В окончательной и исчерпывающей трактовке эстетических проблем это влияние художественной формы нужно было бы проследить через все департаменты художественной деятельности. И это было бы одной из самых интересных частей такого исследования — оценить относительную силу, с которой искусство в своих различных отраслях способно успокаивать в то же время, когда оно возбуждает. Нам не нужно здесь предпринимать такое тщательное сравнительное исследование различных искусств. То, что было сказано о литературном творчестве, может быть применено по существу и к изобразительному производству. И это даже остается верным в отношении тех наиболее лирических и непосредственно выразительных искусств, которые кажутся совершенно лишенными объективной формы и интеллектуального содержания. Хотя часто говорилось, что низшие виды музыки являются чисто эмоциональными проявлениями, мы все же можем различить элемент формы в ритме, который регулирует даже самые простые песни и танцы.
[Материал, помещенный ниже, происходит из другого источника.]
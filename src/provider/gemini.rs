// src/provider/gemini.rs
// Gemini generateContent adapter. This is the system's default provider and
// the designated conflict-scoring backend.

use async_trait::async_trait;
use reqwest::Client;
use serde_json::{json, Value};
use std::time::Duration;
use tracing::debug;

use super::{
    env_key, status_error, transport_error, ChatRole, ChatTurn, GenerationParams, ModelInfo,
    ModelProvider, DEFAULT_TIMEOUT_SECS,
};
use crate::error::ProviderError;

const GEMINI_API_BASE: &str = "https://generativelanguage.googleapis.com/v1beta/models";
pub const DEFAULT_MODEL: &str = "gemini-flash-2.0";

pub struct GeminiProvider {
    client: Client,
    api_key: String,
    model: String,
}

impl GeminiProvider {
    pub fn new(api_key: Option<String>, model: Option<String>) -> Result<Self, ProviderError> {
        let api_key = api_key
            .or_else(|| env_key("GEMINI_API_KEY"))
            .ok_or_else(|| ProviderError::Auth("GEMINI_API_KEY not set".into()))?;

        Ok(Self {
            client: Client::new(),
            api_key,
            model: model.unwrap_or_else(|| DEFAULT_MODEL.to_string()),
        })
    }

    fn generation_config(&self, params: &GenerationParams) -> Value {
        let mut config = json!({
            "temperature": params.temperature,
            "maxOutputTokens": params.max_tokens,
            "topP": 0.95,
            "topK": 40,
        });
        for (key, value) in &params.options {
            config[key] = value.clone();
        }
        config
    }

    async fn generate(&self, body: Value) -> Result<String, ProviderError> {
        let url = format!(
            "{}/{}:generateContent?key={}",
            GEMINI_API_BASE, self.model, self.api_key
        );

        debug!("Gemini request: model={}", self.model);

        let response = self
            .client
            .post(&url)
            .json(&body)
            .timeout(Duration::from_secs(DEFAULT_TIMEOUT_SECS))
            .send()
            .await
            .map_err(transport_error)?;

        if !response.status().is_success() {
            let status = response.status();
            let body = response.text().await.unwrap_or_default();
            return Err(status_error(status, body));
        }

        let raw: Value = response.json().await.map_err(transport_error)?;

        let mut text = String::new();
        if let Some(parts) = raw["candidates"][0]["content"]["parts"].as_array() {
            for part in parts {
                if let Some(chunk) = part["text"].as_str() {
                    text.push_str(chunk);
                }
            }
        }

        if text.is_empty() {
            return Err(ProviderError::Request {
                status: 200,
                message: "no text in Gemini response".into(),
            });
        }

        Ok(text)
    }
}

#[async_trait]
impl ModelProvider for GeminiProvider {
    fn info(&self) -> ModelInfo {
        ModelInfo {
            name: self.model.clone(),
            provider: "Google".into(),
            description: "Google's Gemini model for text generation and chat".into(),
            is_default: true,
            capabilities: vec![
                "text_generation".into(),
                "chat".into(),
                "conflict_resolution".into(),
            ],
            max_tokens: 8192,
            supports_system_message: true,
        }
    }

    async fn generate_text(
        &self,
        prompt: &str,
        system_message: Option<&str>,
        params: &GenerationParams,
    ) -> Result<String, ProviderError> {
        let mut body = json!({
            "contents": [{
                "role": "user",
                "parts": [{"text": prompt}],
            }],
            "generationConfig": self.generation_config(params),
        });

        if let Some(system) = system_message {
            body["systemInstruction"] = json!({"parts": [{"text": system}]});
        }

        self.generate(body).await
    }

    async fn generate_chat_response(
        &self,
        history: &[ChatTurn],
        params: &GenerationParams,
    ) -> Result<String, ProviderError> {
        let system: Vec<&str> = history
            .iter()
            .filter(|t| t.role == ChatRole::System)
            .map(|t| t.content.as_str())
            .collect();

        let mut contents: Vec<Value> = history
            .iter()
            .filter(|t| t.role != ChatRole::System)
            .map(|t| {
                let role = match t.role {
                    ChatRole::Assistant => "model",
                    _ => "user",
                };
                json!({"role": role, "parts": [{"text": t.content}]})
            })
            .collect();

        // Gemini expects the conversation to end on a user turn.
        let ends_on_user = contents
            .last()
            .and_then(|c| c["role"].as_str())
            .map(|r| r == "user")
            .unwrap_or(false);
        if !ends_on_user {
            contents.push(json!({
                "role": "user",
                "parts": [{"text": "Please continue the conversation."}],
            }));
        }

        let mut body = json!({
            "contents": contents,
            "generationConfig": self.generation_config(params),
        });

        if !system.is_empty() {
            body["systemInstruction"] = json!({"parts": [{"text": system.join("\n")}]});
        }

        self.generate(body).await
    }
}
// src/chat/invoke.rs
// Concurrent fan-out of one user turn to every agent placed in the session.
// Each invocation runs under its own deadline and records its own outcome;
// one agent failing never disturbs the others.

use std::sync::atomic::{AtomicUsize, Ordering};
use std::sync::Arc;
use std::time::{Duration, Instant};

use futures::future::join_all;
use tokio::sync::Semaphore;
use tokio::time::timeout;
use tracing::{debug, warn};
use uuid::Uuid;

use crate::agent::AgentConfig;
use crate::chat::{Message, SenderKind};
use crate::error::ProviderError;
use crate::provider::{ChatTurn, GenerationParams, ResolveProvider};
use crate::session::SessionAgent;

/// Outcome of one agent invocation. `arrival` is the completion rank among
/// this turn's invocations, used as the deterministic tie-breaker downstream.
pub struct GenerationResult {
    pub agent_id: Uuid,
    pub agent_name: String,
    pub outcome: Result<String, ProviderError>,
    pub latency: Duration,
    pub arrival: usize,
}

pub struct InvocationEngine {
    resolver: Arc<dyn ResolveProvider>,
    limit: Arc<Semaphore>,
    deadline: Duration,
}

impl InvocationEngine {
    pub fn new(resolver: Arc<dyn ResolveProvider>, max_concurrent: usize, deadline: Duration) -> Self {
        Self {
            resolver,
            limit: Arc::new(Semaphore::new(max_concurrent)),
            deadline,
        }
    }

    /// Invokes every placed agent concurrently against the shared history.
    /// Results come back in placement order; arrival ranks record completion
    /// order. The deadline covers queueing behind the concurrency limit.
    pub async fn invoke_all(
        &self,
        agents: &[(AgentConfig, SessionAgent)],
        history: &[Message],
    ) -> Vec<GenerationResult> {
        let arrivals = Arc::new(AtomicUsize::new(0));

        let futures = agents.iter().map(|(agent, placement)| {
            let resolver = Arc::clone(&self.resolver);
            let limit = Arc::clone(&self.limit);
            let arrivals = Arc::clone(&arrivals);
            let turns = agent_history(agent, history);
            let params = effective_params(agent, placement);
            let agent = agent.clone();

            async move {
                let started = Instant::now();
                let outcome = timeout(self.deadline, async {
                    let _permit = limit
                        .acquire()
                        .await
                        .map_err(|_| ProviderError::Timeout)?;
                    let provider = resolver.resolve(
                        &agent.provider,
                        None,
                        agent.model.clone(),
                    )?;
                    provider.generate_chat_response(&turns, &params).await
                })
                .await
                .unwrap_or(Err(ProviderError::Timeout));

                let latency = started.elapsed();
                let arrival = arrivals.fetch_add(1, Ordering::SeqCst);

                match &outcome {
                    Ok(_) => debug!(
                        "Agent '{}' responded in {}ms (arrival {})",
                        agent.name,
                        latency.as_millis(),
                        arrival
                    ),
                    Err(err) => warn!("Agent '{}' failed: {}", agent.name, err),
                }

                GenerationResult {
                    agent_id: agent.id,
                    agent_name: agent.name,
                    outcome,
                    latency,
                    arrival,
                }
            }
        });

        join_all(futures).await
    }
}

/// Builds the history from one agent's point of view: its own system prompt
/// leads, its own past messages read as assistant turns, and everything else
/// (the user and the other agents) reads as user turns. Other agents' lines
/// are labeled so the model can tell the speakers apart.
fn agent_history(agent: &AgentConfig, history: &[Message]) -> Vec<ChatTurn> {
    let mut turns = Vec::with_capacity(history.len() + 1);
    turns.push(ChatTurn::system(agent.system_prompt.clone()));

    for message in history {
        match message.sender {
            SenderKind::User => turns.push(ChatTurn::user(message.content.clone())),
            SenderKind::Agent if message.agent_id == Some(agent.id) => {
                turns.push(ChatTurn::assistant(message.content.clone()));
            }
            SenderKind::Agent => {
                let speaker = message
                    .metadata
                    .as_ref()
                    .and_then(|m| m["agent_name"].as_str())
                    .unwrap_or("Another agent");
                turns.push(ChatTurn::user(format!("[{}]: {}", speaker, message.content)));
            }
        }
    }

    turns
}

/// Merges the agent config's generation settings with the placement's
/// overrides. `temperature` and `max_tokens` override the scalars; every
/// other override key lands in the provider options, shadowing the agent's
/// own option of the same name.
fn effective_params(agent: &AgentConfig, placement: &SessionAgent) -> GenerationParams {
    let mut params = GenerationParams {
        temperature: agent.temperature,
        max_tokens: agent.max_tokens,
        options: serde_json::Map::new(),
    };

    if let Some(options) = agent.options.as_ref().and_then(|v| v.as_object()) {
        params.options = options.clone();
    }

    if let Some(overrides) = placement.overrides.as_ref().and_then(|v| v.as_object()) {
        for (key, value) in overrides {
            match key.as_str() {
                "temperature" => {
                    if let Some(t) = value.as_f64() {
                        params.temperature = t as f32;
                    }
                }
                "max_tokens" => {
                    if let Some(n) = value.as_u64() {
                        params.max_tokens = n as u32;
                    }
                }
                _ => {
                    params.options.insert(key.clone(), value.clone());
                }
            }
        }
    }

    params
}
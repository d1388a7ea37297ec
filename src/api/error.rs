// src/api/error.rs
// HTTP error envelope. Handlers return ApiError and get a JSON body with a
// stable shape; status mapping for domain errors lives here, in one place.

use axum::http::StatusCode;
use axum::response::{IntoResponse, Response};
use axum::Json;
use serde_json::json;

use crate::error::{ProviderError, TurnError};

#[derive(Debug)]
pub struct ApiError {
    pub status: StatusCode,
    pub message: String,
}

impl ApiError {
    pub fn internal(message: impl Into<String>) -> Self {
        Self { status: StatusCode::INTERNAL_SERVER_ERROR, message: message.into() }
    }

    pub fn bad_request(message: impl Into<String>) -> Self {
        Self { status: StatusCode::BAD_REQUEST, message: message.into() }
    }

    pub fn not_found(message: impl Into<String>) -> Self {
        Self { status: StatusCode::NOT_FOUND, message: message.into() }
    }

    pub fn unauthorized(message: impl Into<String>) -> Self {
        Self { status: StatusCode::UNAUTHORIZED, message: message.into() }
    }
}

impl IntoResponse for ApiError {
    fn into_response(self) -> Response {
        let body = Json(json!({ "error": self.message }));
        (self.status, body).into_response()
    }
}

impl From<TurnError> for ApiError {
    fn from(err: TurnError) -> Self {
        match err {
            // Ownership failures read as absence, so session ids do not
            // leak across users.
            TurnError::SessionNotFound | TurnError::NotOwned => {
                ApiError::not_found("Session not found or not owned by you")
            }
            TurnError::AllAgentsFailed(_) => Self {
                status: StatusCode::BAD_GATEWAY,
                message: err.to_string(),
            },
        }
    }
}

impl From<ProviderError> for ApiError {
    fn from(err: ProviderError) -> Self {
        match err {
            ProviderError::UnsupportedProvider(_) => ApiError::bad_request(err.to_string()),
            other => ApiError::internal(other.to_string()),
        }
    }
}
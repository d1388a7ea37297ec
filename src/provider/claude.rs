// src/provider/claude.rs
// Anthropic Messages API adapter.

use async_trait::async_trait;
use reqwest::Client;
use serde_json::{json, Value};
use std::time::Duration;
use tracing::debug;

use super::{
    env_key, status_error, transport_error, ChatRole, ChatTurn, GenerationParams, ModelInfo,
    ModelProvider, DEFAULT_TIMEOUT_SECS,
};
use crate::error::ProviderError;

const ANTHROPIC_API_URL: &str = "https://api.anthropic.com/v1/messages";
const ANTHROPIC_VERSION: &str = "2023-06-01";
pub const DEFAULT_MODEL: &str = "claude-3-opus-20240229";

pub struct ClaudeProvider {
    client: Client,
    api_key: String,
    model: String,
}

impl ClaudeProvider {
    pub fn new(api_key: Option<String>, model: Option<String>) -> Result<Self, ProviderError> {
        let api_key = api_key
            .or_else(|| env_key("ANTHROPIC_API_KEY"))
            .ok_or_else(|| ProviderError::Auth("ANTHROPIC_API_KEY not set".into()))?;

        Ok(Self {
            client: Client::new(),
            api_key,
            model: model.unwrap_or_else(|| DEFAULT_MODEL.to_string()),
        })
    }

    async fn send(&self, mut body: Value, params: &GenerationParams) -> Result<String, ProviderError> {
        for (key, value) in &params.options {
            body[key] = value.clone();
        }

        debug!("Claude request: model={}", self.model);

        let response = self
            .client
            .post(ANTHROPIC_API_URL)
            .header("x-api-key", &self.api_key)
            .header("anthropic-version", ANTHROPIC_VERSION)
            .json(&body)
            .timeout(Duration::from_secs(DEFAULT_TIMEOUT_SECS))
            .send()
            .await
            .map_err(transport_error)?;

        if !response.status().is_success() {
            let status = response.status();
            let body = response.text().await.unwrap_or_default();
            return Err(status_error(status, body));
        }

        let raw: Value = response.json().await.map_err(transport_error)?;

        raw["content"][0]["text"]
            .as_str()
            .map(|s| s.to_string())
            .ok_or_else(|| ProviderError::Request {
                status: 200,
                message: "no content in Claude response".into(),
            })
    }
}

#[async_trait]
impl ModelProvider for ClaudeProvider {
    fn info(&self) -> ModelInfo {
        ModelInfo {
            name: self.model.clone(),
            provider: "Anthropic".into(),
            description: "Anthropic's Claude model for text generation and chat".into(),
            is_default: false,
            capabilities: vec![
                "text_generation".into(),
                "chat".into(),
                "conflict_resolution".into(),
            ],
            max_tokens: 4096,
            supports_system_message: true,
        }
    }

    async fn generate_text(
        &self,
        prompt: &str,
        system_message: Option<&str>,
        params: &GenerationParams,
    ) -> Result<String, ProviderError> {
        let mut body = json!({
            "model": self.model,
            "max_tokens": params.max_tokens,
            "temperature": params.temperature,
            "messages": [{"role": "user", "content": prompt}],
        });

        if let Some(system) = system_message {
            body["system"] = json!(system);
        }

        self.send(body, params).await
    }

    async fn generate_chat_response(
        &self,
        history: &[ChatTurn],
        params: &GenerationParams,
    ) -> Result<String, ProviderError> {
        // System turns become the top-level system parameter; the Messages
        // API only accepts user/assistant roles in the message list.
        let system: Vec<&str> = history
            .iter()
            .filter(|t| t.role == ChatRole::System)
            .map(|t| t.content.as_str())
            .collect();

        let messages: Vec<Value> = history
            .iter()
            .filter(|t| t.role != ChatRole::System)
            .map(|t| json!({"role": t.role.as_str(), "content": t.content}))
            .collect();

        let mut body = json!({
            "model": self.model,
            "max_tokens": params.max_tokens,
            "temperature": params.temperature,
            "messages": messages,
        });

        if !system.is_empty() {
            body["system"] = json!(system.join("\n"));
        }

        self.send(body, params).await
    }
}
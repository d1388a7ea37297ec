// src/lib.rs

pub mod agent;
pub mod api;
pub mod auth;
pub mod chat;
pub mod config;
pub mod error;
pub mod provider;
pub mod session;
pub mod state;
И создание этой формы, несомненно, требует определенного количества сознательного намерения и интеллектуальной деятельности. Поэтому естественно, что самое интенсивное и аномально усиленное чувство должно исключать возможность ритмического движения. Возвышенная радость и неистовое отчаяние в своих внешних проявлениях не только негармоничны и неграциозны, но и неритмичны. Но подчиняя выражение игу фиксированного временного порядка, мы можем преуспеть в его гармонизации. И в то время как регулярное повторение интервалов облегчает наши движения — которые благодаря этому выигрывают в легкости и грациозности — неистовость нашего чувства будет убавлена. Таким образом, возможно, что хотя ритм мощно усиливает музыкальное или драматическое возбуждение, он может в то же время оказывать сдерживающее влияние на гипернормальное чувство. И его эффекты в музыке и танце показывают нам, в самом простом и самом всеобъемлющем из всех примеров, важность художественной формы. Музыкальный катарсис или облегчение для ощущения всегда включает стимуляцию, но он может тем не менее воздействовать на нас как седативное средство. Чем больше элемент формы и внимание к форме приобретают значимость, тем более эффективным также является облегчающее влияние искусства. Там, где стимулирующий элемент преобладает в произведении искусства, там облегчение менее полно.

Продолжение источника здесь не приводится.